Fortunately for the semiconductor industry, suppliers, upstream and downstream food chains, and the associated ecosystem, there has always been a clear use case for more CPU and GPU power. The rush to mobile computing, be it phones or laptops, has pulled energy use in to the mix too, but for the most part, that is a facet of speed/performance. You can almost always trade speed for energy use, or burn more and get more, within limits.
Having been around PCs since the early early 1980s, a new CPU was always a good thing. When you moved from 8MHz to 12, you really saw a difference. Your text didn’t lag keypresses, spell checks could be done in the background, and graphics became possible. With each increase in clock, you could see a large double digit increase in performance, and there was always a use for it.
Memory and hard disk space were also severe constraints, going from 16K to 48K of RAM could make things fly. Doubling it again would allow for non-text graphics in the real world. A 20MB HD may seem tiny now, but without the software bloat of Windows, it was voluminous, especially in the days when you could fit multiple games on an 80KB floppy.
This history lesson may sound much akin to kids bragging outside the general store about the quality of their horseshoes, and how it made their buggy faster, but there has been a linear path between CPU performance, memory size, and storage space to what the user could do. This curve lasted 30+ years, probably longer if you go back to the pre-PC days, but that is harder to trace directly to the user of today.
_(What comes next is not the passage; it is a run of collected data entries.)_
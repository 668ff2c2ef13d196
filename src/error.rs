//! Error types returned by guide operations.

use serde::{Deserialize, Serialize};
use thiserror::Error;

/// Reasons a guide start is rejected.
///
/// A rejected start leaves the session untouched.
#[derive(Debug, Clone, Copy, Error, PartialEq, Eq, Serialize, Deserialize)]
pub enum GuideError {
    #[error("Axis driver or motor reports a fault")]
    HardwareFault,

    #[error("Mount is parked")]
    InPark,

    #[error("Goto or spiral guide already in motion")]
    InMotion,

    #[error("Move is outside limits or the mount reports an error")]
    OutsideLimits,
}

/// Result of a guide start.
pub type GuideResult = Result<(), GuideError>;

#[cfg(test)]
mod tests {
    use super::*;

    #[test]
    fn errors_display_reason() {
        assert_eq!(GuideError::InPark.to_string(), "Mount is parked");
        assert_eq!(
            GuideError::InMotion.to_string(),
            "Goto or spiral guide already in motion"
        );
    }
}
Starting about 5 years ago, and gaining speed with startling rapidity, this train went off the rails for PC users, but not for servers. Yet. At some point in this time, CPU speed became good enough. Storage became good enough too, and memory hit a more than sufficient point. It started to become obvious about the time quad-core CPUs came out, you could see reviewers wondering why two more cores meant slower real-world performance. Shortly after that, more storage space started to mean a higher percentage of free HD space that remained empty until you replaced the machine, and more memory did nothing at all. GPUs are just reaching this plateau now, within a generation, they will be pointless too.
For CPUs, the culprit is mainly single threaded performance, it has barely grown at all in recent years. The CPU makers have thrown cores at the marketing people who have in turn spun it as something somehow useful even if they can’t tell you why. Running 16 copies of Linpack on your 16-thread laptop will get you 16x the speed of a single copy on a single core, but so? Will you really be running 16 copies of anything on your laptop at once? Will you ever be running 16 different anythings that take up significant CPU time?
The user is the weak link here, if your CPU can process 8 HD video streams at once, can you watch them all? At once? If the next generation doubles that to 12 streams, so? Wouldn’t you rather have a smaller, cheaper CPU, or better yet, one with more battery life? Sure. And that is what is happening now, the core count has stagnated at 4 because more just isn’t useful for the mainstream. You can get more, but for most users, they will be idle.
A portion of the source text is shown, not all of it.